Once Oprah cosigns your business or charity, you are welcomed with a certain level a validity that even the good Lord cannot provide for you. There are million of charities operating for the good of something. But even in that intention, it’s hard to find the charity that right for your conscious.
Whether you’ve got an Oprah budget or just a few coins your contribution is important on the grand scheme of thing. Here’s our roundup of great charities proves that even small donations can make a world of difference.
1.) Kiva (Kiva.org)
The gift: Help for an entrepreneur of your choice—from a fisherwoman in Samoa to a grocer in Haiti. It’s a microfinance loan, so once the borrower repays you (usually within a year), you can either withdraw your money or reinvest in another venture.
2.) First Book (FirstBook.org)
The gift: Ten books to help a young reader from a low-income family learn her ABCs and 123s. More than 80 percent of preschool and after-school programs for children from low-income families have no age-appropriate books for the kids they serve. Recipients of First Book books participate in community-based mentoring, tutoring, and family literacy programs.
3.) Changing the Present (ChangingthePresent.org)
The gift: Training for two midwives in parts of the world where medical care is scarce, a month’s worth of sanitary napkins for 10 Afghan girls ($35), interview-worthy suits for five job applicants—or any of a number of other ways to help women. Changing the Present is a clearinghouse for specific charitable requests, grouped by cause; if you’d rather clear land mines or feed the hungry, there’s something here for you too.
4.) Nothing but Nets (NothingbutNets.net)
The gift: Malaria prevention—in the form of insecticide-treated bed nets—for five families in Africa, where the disease still kills nearly a million children each year. The nets, which are big enough to protect a family of four, remain effective for up to four years.
5.) Modest Needs (ModestNeeds.org)
The gift: Payment of emergency expenses (such as the $92.70 that wasn’t covered by insurance for a doctor visit) for a family without a financial cushion. The idea is to prevent a downward spiral into poverty that can result from a single unaffordable expense. Recipients are otherwise financially self-sufficient; requests for assistance are vetted.

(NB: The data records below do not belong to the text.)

use crate::models::{Session, User, CURRENT_USER_ID};

/// Every user the session knows about, deduplicated by id: the signed-in
/// user first, then post authors, comment authors, friends and invite
/// senders in traversal order. A later sighting of an id replaces the
/// earlier snapshot in place.
pub fn all_users(session: &Session) -> Vec<User> {
    let mut users: Vec<User> = Vec::new();
    upsert(&mut users, &session.current_user);
    for post in &session.posts {
        upsert(&mut users, &post.user);
        for comment in &post.comments {
            upsert(&mut users, &comment.user);
        }
    }
    for friend in &session.friends {
        upsert(&mut users, friend);
    }
    for request in &session.friend_requests {
        upsert(&mut users, &request.from);
    }
    users
}

fn upsert(users: &mut Vec<User>, user: &User) {
    match users.iter_mut().find(|u| u.id == user.id) {
        Some(slot) => *slot = user.clone(),
        None => users.push(user.clone()),
    }
}

/// An empty id, the signed-in user's id and the `"current"` alias all
/// resolve to the signed-in user; anything else goes through the directory.
pub fn resolve_user(session: &Session, user_id: &str) -> Option<User> {
    if user_id.is_empty()
        || user_id == session.current_user.id
        || user_id == CURRENT_USER_ID
    {
        return Some(session.current_user.clone());
    }
    all_users(session).into_iter().find(|u| u.id == user_id)
}
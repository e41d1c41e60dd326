pub mod tui;
pub mod widgets;

pub use widgets::StatefulList;
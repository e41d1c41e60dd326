use chrono::{DateTime, Utc};
use serde::{Deserialize, Serialize};

use crate::models::User;

#[derive(Serialize, Deserialize, Debug, Clone, PartialEq, Eq)]
pub struct FileAttachment {
    pub name: String,
    pub mime_type: String,
    pub url: String,
}

#[derive(Serialize, Deserialize, Debug, Clone, PartialEq, Eq)]
pub struct Comment {
    pub id: String,
    pub user: User,
    pub content: String,
    pub timestamp: DateTime<Utc>,
    pub likes: u32,
}

/// A feed entry. `images` and `files`, when present, are non-empty: an
/// empty list is normalized to `None` at every mutation boundary.
/// Comments are kept oldest-first, the opposite order from the feed itself.
#[derive(Serialize, Deserialize, Debug, Clone, PartialEq, Eq)]
pub struct Post {
    pub id: String,
    pub user: User,
    pub content: String,
    pub images: Option<Vec<String>>,
    pub files: Option<Vec<FileAttachment>>,
    pub timestamp: DateTime<Utc>,
    pub likes: u32,
    pub liked_by_user: bool,
    pub comments: Vec<Comment>,
}

/// Empty media lists collapse to "absent".
pub fn non_empty<T>(items: Vec<T>) -> Option<Vec<T>> {
    if items.is_empty() {
        None
    } else {
        Some(items)
    }
}
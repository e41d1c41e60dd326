use std::io;
use thiserror::Error;

#[derive(Error, Debug)]
pub enum FeedtuiError {
    #[error("IO error: {0}")]
    Io(String),

    #[error("JSON error: {0}")]
    Json(String),

    #[error("Fixture error: {0}")]
    Fixture(String),

    #[error("Editor error: {0}")]
    Editor(String),
}

impl From<io::Error> for FeedtuiError {
    fn from(err: io::Error) -> Self {
        FeedtuiError::Io(err.to_string())
    }
}

impl From<serde_json::Error> for FeedtuiError {
    fn from(err: serde_json::Error) -> Self {
        FeedtuiError::Json(err.to_string())
    }
}
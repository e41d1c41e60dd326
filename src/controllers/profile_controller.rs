use crate::error::FeedtuiError;
use crate::models::{ProfileUpdate, Session, User};

/// Shallow-merge the supplied fields into the signed-in user. Snapshots
/// already embedded in posts and comments are left as they were.
pub fn update_profile(session: &mut Session, update: ProfileUpdate) {
    session.current_user.apply(update);
}

/// The editable profile as a JSON form for the external editor.
pub fn profile_form(user: &User) -> Result<String, FeedtuiError> {
    let form = ProfileUpdate {
        name: Some(user.name.clone()),
        title: user.title.clone(),
        bio: user.bio.clone(),
        location: user.location.clone(),
        website: user.website.clone(),
    };
    Ok(serde_json::to_string_pretty(&form)?)
}

pub fn parse_profile_form(text: &str) -> Result<ProfileUpdate, FeedtuiError> {
    Ok(serde_json::from_str(text)?)
}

6.) Arbor Day Foundation (ArborDay.org)
The gift: Twenty-five thousand square feet of rainforest saved in Central America. Or 100 trees planted on the post-Katrina Gulf Coast or in national forests ravaged by wildfires. Reforestation doesn’t just preserve ecosystems and restore wildlife habitats; a mature tree can store about one metric ton of CO2 emissions.
7.) Doctors Without Borders (DoctorsWithoutBorders.org)
The gift: A medical kit containing basic drugs, supplies, equipment, and dressings to treat 1,500 patients for three months wherever people are coping with disaster and conflict—from Sri Lanka to Sudan.
8.) The Hunger Project (THP.org)
The gift: Help for a community in Africa, Asia, or Latin America. Your donation could pay for an electric generator to be used by a cluster of African villages; generators provide electricity for health centers and light classrooms used for evening literacy programs.